Building on its ongoing guidance involving actively exploited vulnerabilities in Ivanti's Pulse Secure products, the Cybersecurity and Infrastructure Security Agency released 13 malware analysis reports Wednesday.
Hackers had been exploiting a chain of vulnerabilities in Pulse Secure products, including a zero-day, for at least 10 months by the time CISA first issued an alert in April of this year.
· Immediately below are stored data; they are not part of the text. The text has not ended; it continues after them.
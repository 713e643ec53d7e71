#![forbid(unsafe_code)]

//! Mindmap document model + validator/normalizer (headless).
//!
//! Design goals:
//! - a typed, canonical tree (`MindmapDocument`) instead of loose JSON
//! - descriptive schema errors that name the failed constraint
//! - deterministic, side-effect-free validation
//!
//! The upstream generation collaborator (a text model producing JSON) is out
//! of scope here; this crate starts at raw text / parsed JSON.

pub mod error;
pub mod model;
pub mod preprocess;

pub use error::{Error, Result};
pub use model::{MindmapDocument, MindmapNode, ROOT_KEY, normalize};
pub use preprocess::{parse_document, repair_trailing_commas};
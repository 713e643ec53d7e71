#![forbid(unsafe_code)]

//! `coralmap` is a headless mindmap renderer.
//!
//! It consumes a JSON document shaped `{"Mindmap": {"text": "...",
//! "children": [...]}}` — typically produced by an upstream text-model
//! collaborator — validates it into a canonical tree, lays the tree out with
//! fixed per-level spacing, and paints it to SVG or raster bytes. The
//! generation step and any UI around it are out of scope; this crate starts
//! at raw JSON text and ends at image bytes.
//!
//! # Features
//!
//! - `render`: layout + SVG painting (`coralmap::render`)
//! - `raster` (default): PNG/JPEG output via pure-Rust SVG rasterization

pub use coralmap_core::*;

#[cfg(feature = "render")]
pub mod render {
    pub use coralmap_render::config::RenderConfig;
    pub use coralmap_render::layout::PLACEHOLDER_LABEL;
    pub use coralmap_render::model::{
        LayoutEdge, LayoutNode, MindmapLayout, NodeError, RenderReport,
    };
    pub use coralmap_render::text::{DeterministicTextMeasurer, TextMeasurer};
    pub use coralmap_render::{LayoutOptions, layout_document, render_document_svg};

    #[cfg(feature = "raster")]
    pub mod raster;

    #[derive(Debug, thiserror::Error)]
    pub enum RenderError {
        #[error(transparent)]
        Parse(#[from] coralmap_core::Error),
        #[error(transparent)]
        Render(#[from] coralmap_render::Error),
    }

    pub type Result<T> = std::result::Result<T, RenderError>;

    /// A painted SVG document plus everything that went wrong while painting
    /// it (isolated node failures, depth truncation).
    #[derive(Debug, Clone)]
    pub struct RenderedSvg {
        pub svg: String,
        pub report: RenderReport,
    }

    /// Synchronous parse + layout helper (executor-free).
    pub fn layout_sync(
        text: &str,
        config: &RenderConfig,
        options: &LayoutOptions,
    ) -> Result<MindmapLayout> {
        let document = coralmap_core::parse_document(text)?;
        Ok(layout_document(&document, config, options)?)
    }

    /// Synchronous parse + layout + paint helper (executor-free).
    pub fn render_svg_sync(
        text: &str,
        config: &RenderConfig,
        options: &LayoutOptions,
    ) -> Result<RenderedSvg> {
        let document = coralmap_core::parse_document(text)?;
        let (svg, report) = render_document_svg(&document, config, options)?;
        Ok(RenderedSvg { svg, report })
    }

    pub async fn render_svg(
        text: &str,
        config: &RenderConfig,
        options: &LayoutOptions,
    ) -> Result<RenderedSvg> {
        render_svg_sync(text, config, options)
    }

    /// Convenience wrapper bundling a [`RenderConfig`] and [`LayoutOptions`]
    /// for embedders that render repeatedly.
    ///
    /// Runtime-agnostic: all work is CPU-bound, the `async` methods are
    /// plain passthroughs with no suspension points. Reentrant — every call
    /// paints onto its own canvas.
    #[derive(Clone, Default)]
    pub struct Renderer {
        pub config: RenderConfig,
        pub layout: LayoutOptions,
    }

    impl Renderer {
        pub fn new() -> Self {
            Self::default()
        }

        pub fn with_config(mut self, config: RenderConfig) -> Self {
            self.config = config;
            self
        }

        pub fn layout_sync(&self, text: &str) -> Result<MindmapLayout> {
            layout_sync(text, &self.config, &self.layout)
        }

        pub fn render_svg_sync(&self, text: &str) -> Result<RenderedSvg> {
            render_svg_sync(text, &self.config, &self.layout)
        }

        pub async fn render_svg(&self, text: &str) -> Result<RenderedSvg> {
            self.render_svg_sync(text)
        }

        #[cfg(feature = "raster")]
        pub fn render_png_sync(
            &self,
            text: &str,
            raster: &raster::RasterOptions,
        ) -> raster::Result<raster::RasterOutcome> {
            raster::render_png_sync(text, &self.config, &self.layout, raster)
        }

        #[cfg(feature = "raster")]
        pub async fn render_png(
            &self,
            text: &str,
            raster: &raster::RasterOptions,
        ) -> raster::Result<raster::RasterOutcome> {
            self.render_png_sync(text, raster)
        }

        #[cfg(feature = "raster")]
        pub fn render_jpeg_sync(
            &self,
            text: &str,
            raster: &raster::RasterOptions,
        ) -> raster::Result<raster::RasterOutcome> {
            raster::render_jpeg_sync(text, &self.config, &self.layout, raster)
        }
    }
}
That alert was soon amended to include new vulnerabilities and a list of TTPs. Ivanti has been working with CISA throughout the process.
The since-patched vulnerabilities ultimately offered hackers remote code execution. The vulnerabilities were found in Pulse Connect Secure VPNs up to version 9.1R.11.4.
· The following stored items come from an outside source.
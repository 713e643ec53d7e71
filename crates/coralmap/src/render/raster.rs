#![forbid(unsafe_code)]

use crate::render::{RenderConfig, RenderError, RenderReport};
use coralmap_render::LayoutOptions;

#[derive(Debug, thiserror::Error)]
pub enum RasterError {
    #[error(transparent)]
    Render(#[from] RenderError),
    #[error("failed to parse generated SVG")]
    SvgParse,
    #[error("failed to allocate pixmap for raster rendering")]
    PixmapAlloc,
    #[error("failed to encode PNG")]
    PngEncode,
    #[error("invalid background color for JPEG rendering")]
    JpegBackground,
    #[error("JPEG rendering requires an opaque background color (e.g. white)")]
    JpegOpaqueBackgroundRequired,
    #[error("failed to encode JPEG")]
    JpegEncode,
}

pub type Result<T> = std::result::Result<T, RasterError>;

#[derive(Debug, Clone)]
pub struct RasterOptions {
    pub scale: f32,
    /// Extra fill under the SVG content. The SVG already paints the
    /// configured canvas background; this matters when that background is
    /// `transparent` (and is mandatory, and opaque, for JPEG).
    pub background: Option<String>,
    pub jpeg_quality: u8,
}

impl Default for RasterOptions {
    fn default() -> Self {
        Self {
            scale: 1.0,
            background: None,
            jpeg_quality: 90,
        }
    }
}

/// Raster bytes plus the render report carried through from layout.
#[derive(Debug, Clone)]
pub struct RasterOutcome {
    pub bytes: Vec<u8>,
    pub report: RenderReport,
}

pub fn render_png_sync(
    text: &str,
    config: &RenderConfig,
    layout_options: &LayoutOptions,
    raster: &RasterOptions,
) -> Result<RasterOutcome> {
    let rendered = super::render_svg_sync(text, config, layout_options)?;
    Ok(RasterOutcome {
        bytes: svg_to_png(&rendered.svg, raster)?,
        report: rendered.report,
    })
}

pub fn render_jpeg_sync(
    text: &str,
    config: &RenderConfig,
    layout_options: &LayoutOptions,
    raster: &RasterOptions,
) -> Result<RasterOutcome> {
    let rendered = super::render_svg_sync(text, config, layout_options)?;
    Ok(RasterOutcome {
        bytes: svg_to_jpeg(&rendered.svg, raster)?,
        report: rendered.report,
    })
}

/// Raster entry point for callers that already hold a validated document.
pub fn render_document_png_sync(
    document: &coralmap_core::MindmapDocument,
    config: &RenderConfig,
    layout_options: &LayoutOptions,
    raster: &RasterOptions,
) -> Result<RasterOutcome> {
    let (svg, report) =
        coralmap_render::render_document_svg(document, config, layout_options)
            .map_err(RenderError::from)?;
    Ok(RasterOutcome {
        bytes: svg_to_png(&svg, raster)?,
        report,
    })
}

pub fn svg_to_png(svg: &str, options: &RasterOptions) -> Result<Vec<u8>> {
    let pixmap = svg_to_pixmap(svg, options.scale, options.background.as_deref())?;
    pixmap.encode_png().map_err(|_| RasterError::PngEncode)
}

pub fn svg_to_jpeg(svg: &str, options: &RasterOptions) -> Result<Vec<u8>> {
    let bg = options.background.as_deref().unwrap_or("white");
    let Some(color) = parse_tiny_skia_color(bg) else {
        return Err(RasterError::JpegBackground);
    };
    if color.alpha() != 1.0 {
        return Err(RasterError::JpegOpaqueBackgroundRequired);
    }

    let pixmap = svg_to_pixmap(svg, options.scale, Some(bg))?;
    let (w, h) = (pixmap.width(), pixmap.height());

    // tiny-skia renders into an RGBA8 buffer. The destination is opaque (a
    // solid background is always filled for JPEG), so alpha is constant 255
    // and can be dropped.
    let rgba = pixmap.data();
    let mut rgb = vec![0u8; (w as usize) * (h as usize) * 3];
    for (src, dst) in rgba.chunks_exact(4).zip(rgb.chunks_exact_mut(3)) {
        dst[0] = src[0];
        dst[1] = src[1];
        dst[2] = src[2];
    }

    let mut out = Vec::new();
    let mut enc =
        image::codecs::jpeg::JpegEncoder::new_with_quality(&mut out, options.jpeg_quality);
    enc.encode(&rgb, w, h, image::ExtendedColorType::Rgb8)
        .map_err(|_| RasterError::JpegEncode)?;
    Ok(out)
}

#[derive(Debug, Clone, Copy)]
struct ParsedViewBox {
    width: f32,
    height: f32,
}

/// Cheap, non-validating root-viewBox parse. The SVG painter always emits
/// `viewBox="0 0 w h"` on the root element, so this cannot miss on our own
/// output.
fn parse_svg_viewbox(svg: &str) -> Option<ParsedViewBox> {
    let i = svg.find("viewBox=\"")?;
    let rest = &svg[i + "viewBox=\"".len()..];
    let end = rest.find('"')?;
    let raw = &rest[..end];
    let mut it = raw.split_whitespace();
    let _min_x = it.next()?.parse::<f32>().ok()?;
    let _min_y = it.next()?.parse::<f32>().ok()?;
    let width = it.next()?.parse::<f32>().ok()?;
    let height = it.next()?.parse::<f32>().ok()?;
    if width.is_finite() && height.is_finite() && width > 0.0 && height > 0.0 {
        Some(ParsedViewBox { width, height })
    } else {
        None
    }
}

fn svg_to_pixmap(svg: &str, scale: f32, background: Option<&str>) -> Result<tiny_skia::Pixmap> {
    let vb = parse_svg_viewbox(svg).ok_or(RasterError::SvgParse)?;

    let mut opt = usvg::Options::default();
    // Text layout uses whatever fonts the host offers; with none installed,
    // resvg falls back and metrics drift from the layout measurer. Accepted.
    opt.fontdb_mut().load_system_fonts();
    opt.font_family = "Arial".to_string();

    let tree = usvg::Tree::from_str(svg, &opt).map_err(|_| RasterError::SvgParse)?;

    let width_px = (vb.width * scale).ceil().max(1.0) as u32;
    let height_px = (vb.height * scale).ceil().max(1.0) as u32;

    let mut pixmap = tiny_skia::Pixmap::new(width_px, height_px).ok_or(RasterError::PixmapAlloc)?;

    if let Some(bg) = background {
        if let Some(color) = parse_tiny_skia_color(bg) {
            pixmap.fill(color);
        }
    }

    resvg::render(
        &tree,
        tiny_skia::Transform::from_scale(scale, scale),
        &mut pixmap.as_mut(),
    );
    Ok(pixmap)
}

fn parse_tiny_skia_color(text: &str) -> Option<tiny_skia::Color> {
    let s = text.trim().to_ascii_lowercase();
    match s.as_str() {
        "transparent" => return Some(tiny_skia::Color::from_rgba8(0, 0, 0, 0)),
        "white" => return Some(tiny_skia::Color::from_rgba8(255, 255, 255, 255)),
        "black" => return Some(tiny_skia::Color::from_rgba8(0, 0, 0, 255)),
        _ => {}
    }

    let hex = s.strip_prefix('#')?;
    fn hex2(b: &[u8]) -> Option<u8> {
        let hi = (*b.first()? as char).to_digit(16)? as u8;
        let lo = (*b.get(1)? as char).to_digit(16)? as u8;
        Some((hi << 4) | lo)
    }
    fn hex1(c: u8) -> Option<u8> {
        let v = (c as char).to_digit(16)? as u8;
        Some((v << 4) | v)
    }

    let bytes = hex.as_bytes();
    match bytes.len() {
        3 => Some(tiny_skia::Color::from_rgba8(
            hex1(bytes[0])?,
            hex1(bytes[1])?,
            hex1(bytes[2])?,
            255,
        )),
        4 => Some(tiny_skia::Color::from_rgba8(
            hex1(bytes[0])?,
            hex1(bytes[1])?,
            hex1(bytes[2])?,
            hex1(bytes[3])?,
        )),
        6 => Some(tiny_skia::Color::from_rgba8(
            hex2(&bytes[0..2])?,
            hex2(&bytes[2..4])?,
            hex2(&bytes[4..6])?,
            255,
        )),
        8 => Some(tiny_skia::Color::from_rgba8(
            hex2(&bytes[0..2])?,
            hex2(&bytes[2..4])?,
            hex2(&bytes[4..6])?,
            hex2(&bytes[6..8])?,
        )),
        _ => None,
    }
}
On April 20, FIreEye was the first to report the active threat against Pulse Secure, primarily focused on the defense industrial base, which they believed APT actors out of China were likely behind.
The malware profiled by CISA cover a wide array of functions, though many appear to be different Pulse Secure scripts modified to load web shells. According to the CISA analysis, commercial antivirus programs only caught five of the 13 samples.
CISA closes each malware analysis report with detailed guidance to abide by traditional cyber hygiene standards.
Ivanti purchased Pulse Secure in December, five months after the hacker campaign began.